Please copy out every line in the entries that includes the word "AuditSink".

Saved entries:
***

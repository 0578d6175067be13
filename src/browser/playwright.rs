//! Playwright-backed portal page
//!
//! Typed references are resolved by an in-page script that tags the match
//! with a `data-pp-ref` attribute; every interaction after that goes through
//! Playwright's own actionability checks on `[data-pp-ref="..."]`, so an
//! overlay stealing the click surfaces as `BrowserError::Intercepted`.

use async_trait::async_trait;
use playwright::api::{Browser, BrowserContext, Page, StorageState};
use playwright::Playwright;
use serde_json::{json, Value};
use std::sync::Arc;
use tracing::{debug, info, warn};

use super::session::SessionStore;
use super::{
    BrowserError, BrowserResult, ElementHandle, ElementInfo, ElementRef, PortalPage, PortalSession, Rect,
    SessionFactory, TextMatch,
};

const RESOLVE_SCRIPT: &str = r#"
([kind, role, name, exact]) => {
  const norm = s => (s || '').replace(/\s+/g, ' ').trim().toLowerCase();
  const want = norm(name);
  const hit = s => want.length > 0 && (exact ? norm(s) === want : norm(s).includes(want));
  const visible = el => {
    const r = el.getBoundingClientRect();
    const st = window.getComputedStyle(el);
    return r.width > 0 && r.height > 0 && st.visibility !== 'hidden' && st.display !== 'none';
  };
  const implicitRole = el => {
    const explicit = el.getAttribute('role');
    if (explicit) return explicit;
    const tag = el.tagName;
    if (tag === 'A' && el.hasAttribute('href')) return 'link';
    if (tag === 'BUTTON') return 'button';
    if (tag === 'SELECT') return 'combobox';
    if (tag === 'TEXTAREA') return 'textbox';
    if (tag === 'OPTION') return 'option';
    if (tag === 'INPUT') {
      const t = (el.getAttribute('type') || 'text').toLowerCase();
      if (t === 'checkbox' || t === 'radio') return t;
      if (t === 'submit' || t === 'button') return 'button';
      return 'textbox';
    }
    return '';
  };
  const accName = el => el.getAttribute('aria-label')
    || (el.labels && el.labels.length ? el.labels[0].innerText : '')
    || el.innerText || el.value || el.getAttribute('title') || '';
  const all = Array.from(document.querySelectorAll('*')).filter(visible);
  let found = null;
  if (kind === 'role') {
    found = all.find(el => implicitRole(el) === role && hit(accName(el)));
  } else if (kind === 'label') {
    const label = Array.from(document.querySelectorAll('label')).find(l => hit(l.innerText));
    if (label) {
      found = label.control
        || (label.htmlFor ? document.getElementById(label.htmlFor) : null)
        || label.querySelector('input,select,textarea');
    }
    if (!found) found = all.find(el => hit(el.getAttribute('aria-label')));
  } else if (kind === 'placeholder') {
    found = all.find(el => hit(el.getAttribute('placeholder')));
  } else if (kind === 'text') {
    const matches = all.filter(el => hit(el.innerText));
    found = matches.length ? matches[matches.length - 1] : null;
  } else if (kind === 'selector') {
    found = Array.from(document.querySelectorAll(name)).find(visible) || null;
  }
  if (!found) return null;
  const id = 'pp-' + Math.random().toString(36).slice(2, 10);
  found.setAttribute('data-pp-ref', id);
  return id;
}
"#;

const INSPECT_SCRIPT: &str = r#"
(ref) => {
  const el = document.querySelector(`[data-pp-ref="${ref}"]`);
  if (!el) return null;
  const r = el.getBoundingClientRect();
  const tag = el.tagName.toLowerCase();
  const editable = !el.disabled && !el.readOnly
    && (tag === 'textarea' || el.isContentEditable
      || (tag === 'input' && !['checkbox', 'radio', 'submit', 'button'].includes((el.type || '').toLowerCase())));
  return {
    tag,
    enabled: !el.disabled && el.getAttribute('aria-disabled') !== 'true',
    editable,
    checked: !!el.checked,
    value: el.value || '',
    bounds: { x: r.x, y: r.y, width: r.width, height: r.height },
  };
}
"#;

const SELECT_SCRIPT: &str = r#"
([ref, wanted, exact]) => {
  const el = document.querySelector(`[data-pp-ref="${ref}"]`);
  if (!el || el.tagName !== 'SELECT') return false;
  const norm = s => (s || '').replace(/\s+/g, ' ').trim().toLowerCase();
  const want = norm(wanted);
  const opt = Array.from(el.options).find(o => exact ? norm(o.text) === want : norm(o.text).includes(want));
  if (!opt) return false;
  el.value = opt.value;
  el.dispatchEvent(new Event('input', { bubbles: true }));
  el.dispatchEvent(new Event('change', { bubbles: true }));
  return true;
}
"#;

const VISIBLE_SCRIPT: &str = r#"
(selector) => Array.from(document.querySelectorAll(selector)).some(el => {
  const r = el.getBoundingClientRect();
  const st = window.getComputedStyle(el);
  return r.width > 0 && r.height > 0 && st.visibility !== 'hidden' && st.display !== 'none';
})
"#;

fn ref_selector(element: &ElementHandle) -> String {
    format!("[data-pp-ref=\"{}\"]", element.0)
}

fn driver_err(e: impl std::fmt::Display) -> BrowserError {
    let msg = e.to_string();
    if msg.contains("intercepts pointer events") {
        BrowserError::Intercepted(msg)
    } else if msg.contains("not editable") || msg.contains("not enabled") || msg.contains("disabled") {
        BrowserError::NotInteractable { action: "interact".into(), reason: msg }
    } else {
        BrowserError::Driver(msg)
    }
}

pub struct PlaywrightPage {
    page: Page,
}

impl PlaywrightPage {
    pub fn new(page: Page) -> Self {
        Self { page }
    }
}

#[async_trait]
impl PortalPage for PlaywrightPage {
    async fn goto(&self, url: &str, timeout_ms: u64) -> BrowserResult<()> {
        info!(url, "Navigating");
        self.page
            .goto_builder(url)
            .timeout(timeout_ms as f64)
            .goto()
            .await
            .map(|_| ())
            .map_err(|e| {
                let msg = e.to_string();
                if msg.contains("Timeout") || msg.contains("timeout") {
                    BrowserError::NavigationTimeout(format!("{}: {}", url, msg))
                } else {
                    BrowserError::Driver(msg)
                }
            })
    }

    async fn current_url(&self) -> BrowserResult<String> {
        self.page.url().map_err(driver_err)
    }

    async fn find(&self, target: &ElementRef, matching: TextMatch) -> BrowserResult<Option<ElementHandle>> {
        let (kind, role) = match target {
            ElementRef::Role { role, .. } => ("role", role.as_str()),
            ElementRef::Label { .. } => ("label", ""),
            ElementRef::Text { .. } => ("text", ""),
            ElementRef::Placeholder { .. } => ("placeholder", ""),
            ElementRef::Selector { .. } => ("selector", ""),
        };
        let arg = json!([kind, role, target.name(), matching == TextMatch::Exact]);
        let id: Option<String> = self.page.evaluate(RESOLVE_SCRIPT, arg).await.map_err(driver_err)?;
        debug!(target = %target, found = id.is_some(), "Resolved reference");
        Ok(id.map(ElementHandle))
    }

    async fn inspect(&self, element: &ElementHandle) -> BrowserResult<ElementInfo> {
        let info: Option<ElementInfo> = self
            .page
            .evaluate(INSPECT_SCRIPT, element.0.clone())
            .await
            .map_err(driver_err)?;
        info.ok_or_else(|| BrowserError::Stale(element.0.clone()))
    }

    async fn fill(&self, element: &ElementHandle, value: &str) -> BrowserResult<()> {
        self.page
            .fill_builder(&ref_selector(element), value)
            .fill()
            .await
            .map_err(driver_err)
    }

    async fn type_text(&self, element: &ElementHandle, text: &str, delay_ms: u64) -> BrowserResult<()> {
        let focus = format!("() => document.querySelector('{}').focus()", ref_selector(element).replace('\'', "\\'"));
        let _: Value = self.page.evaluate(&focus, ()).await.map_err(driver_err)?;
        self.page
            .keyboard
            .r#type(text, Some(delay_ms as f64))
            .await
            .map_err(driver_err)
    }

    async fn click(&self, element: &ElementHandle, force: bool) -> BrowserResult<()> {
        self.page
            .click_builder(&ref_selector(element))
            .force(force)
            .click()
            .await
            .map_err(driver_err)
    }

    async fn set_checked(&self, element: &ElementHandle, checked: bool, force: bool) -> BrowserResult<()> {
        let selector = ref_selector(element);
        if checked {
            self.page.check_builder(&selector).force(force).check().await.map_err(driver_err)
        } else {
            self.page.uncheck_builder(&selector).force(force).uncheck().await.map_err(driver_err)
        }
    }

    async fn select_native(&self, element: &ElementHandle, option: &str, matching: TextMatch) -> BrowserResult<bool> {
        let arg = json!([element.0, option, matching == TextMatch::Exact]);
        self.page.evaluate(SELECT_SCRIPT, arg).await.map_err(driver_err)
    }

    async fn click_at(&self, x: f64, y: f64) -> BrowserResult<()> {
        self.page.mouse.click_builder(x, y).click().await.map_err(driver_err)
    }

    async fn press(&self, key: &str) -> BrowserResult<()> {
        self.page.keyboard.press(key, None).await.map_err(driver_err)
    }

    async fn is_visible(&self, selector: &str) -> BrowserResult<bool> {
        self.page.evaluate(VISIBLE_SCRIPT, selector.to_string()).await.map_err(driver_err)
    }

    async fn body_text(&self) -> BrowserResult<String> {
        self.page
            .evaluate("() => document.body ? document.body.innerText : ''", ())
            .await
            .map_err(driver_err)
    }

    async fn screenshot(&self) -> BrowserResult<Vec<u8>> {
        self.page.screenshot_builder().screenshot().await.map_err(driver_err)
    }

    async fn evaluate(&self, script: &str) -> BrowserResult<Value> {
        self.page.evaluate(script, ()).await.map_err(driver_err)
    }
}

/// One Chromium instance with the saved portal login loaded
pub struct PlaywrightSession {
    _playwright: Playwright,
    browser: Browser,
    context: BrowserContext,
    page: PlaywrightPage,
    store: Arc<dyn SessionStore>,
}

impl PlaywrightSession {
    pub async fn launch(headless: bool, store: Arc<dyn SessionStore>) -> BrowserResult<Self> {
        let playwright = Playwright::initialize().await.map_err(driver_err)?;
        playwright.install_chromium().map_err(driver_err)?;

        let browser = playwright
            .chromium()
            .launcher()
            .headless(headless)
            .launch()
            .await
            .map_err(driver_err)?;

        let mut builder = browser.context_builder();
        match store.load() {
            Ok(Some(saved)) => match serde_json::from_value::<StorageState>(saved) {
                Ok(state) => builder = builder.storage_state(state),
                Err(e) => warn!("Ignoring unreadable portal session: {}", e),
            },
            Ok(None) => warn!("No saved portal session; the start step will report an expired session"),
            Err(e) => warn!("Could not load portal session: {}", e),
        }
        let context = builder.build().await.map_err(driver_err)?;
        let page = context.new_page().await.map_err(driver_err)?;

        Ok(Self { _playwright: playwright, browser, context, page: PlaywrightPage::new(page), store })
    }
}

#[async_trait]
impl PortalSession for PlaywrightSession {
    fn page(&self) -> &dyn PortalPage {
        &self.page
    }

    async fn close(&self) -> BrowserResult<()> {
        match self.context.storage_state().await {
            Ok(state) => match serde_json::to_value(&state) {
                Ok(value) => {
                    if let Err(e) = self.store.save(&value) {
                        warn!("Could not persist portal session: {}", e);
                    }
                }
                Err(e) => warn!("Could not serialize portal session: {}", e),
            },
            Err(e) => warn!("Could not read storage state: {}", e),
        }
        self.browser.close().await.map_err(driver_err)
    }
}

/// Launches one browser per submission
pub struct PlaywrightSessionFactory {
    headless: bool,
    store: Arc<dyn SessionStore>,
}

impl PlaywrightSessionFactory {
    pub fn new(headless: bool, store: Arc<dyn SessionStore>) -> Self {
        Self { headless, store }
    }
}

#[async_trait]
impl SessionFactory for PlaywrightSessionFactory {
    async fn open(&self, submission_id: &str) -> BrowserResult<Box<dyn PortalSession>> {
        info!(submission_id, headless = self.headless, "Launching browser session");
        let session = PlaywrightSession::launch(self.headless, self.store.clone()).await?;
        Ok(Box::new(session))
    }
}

***

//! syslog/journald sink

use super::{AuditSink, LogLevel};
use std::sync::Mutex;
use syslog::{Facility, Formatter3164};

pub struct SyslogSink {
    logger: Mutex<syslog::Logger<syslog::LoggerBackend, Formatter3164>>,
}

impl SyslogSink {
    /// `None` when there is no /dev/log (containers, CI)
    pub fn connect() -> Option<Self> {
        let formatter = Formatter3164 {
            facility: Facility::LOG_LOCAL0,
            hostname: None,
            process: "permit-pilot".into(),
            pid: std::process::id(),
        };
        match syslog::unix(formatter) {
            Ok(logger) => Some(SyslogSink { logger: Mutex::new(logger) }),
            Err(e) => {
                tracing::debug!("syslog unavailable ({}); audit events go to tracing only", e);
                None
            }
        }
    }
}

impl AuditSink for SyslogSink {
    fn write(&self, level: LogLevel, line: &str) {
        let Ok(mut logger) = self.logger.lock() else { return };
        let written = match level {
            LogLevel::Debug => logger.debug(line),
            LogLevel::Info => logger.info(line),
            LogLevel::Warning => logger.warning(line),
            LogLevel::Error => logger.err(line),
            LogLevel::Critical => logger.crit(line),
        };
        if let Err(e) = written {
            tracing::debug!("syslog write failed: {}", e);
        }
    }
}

***

RESULT FOR THIS TASK:
use super::{AuditSink, LogLevel};
impl AuditSink for SyslogSink {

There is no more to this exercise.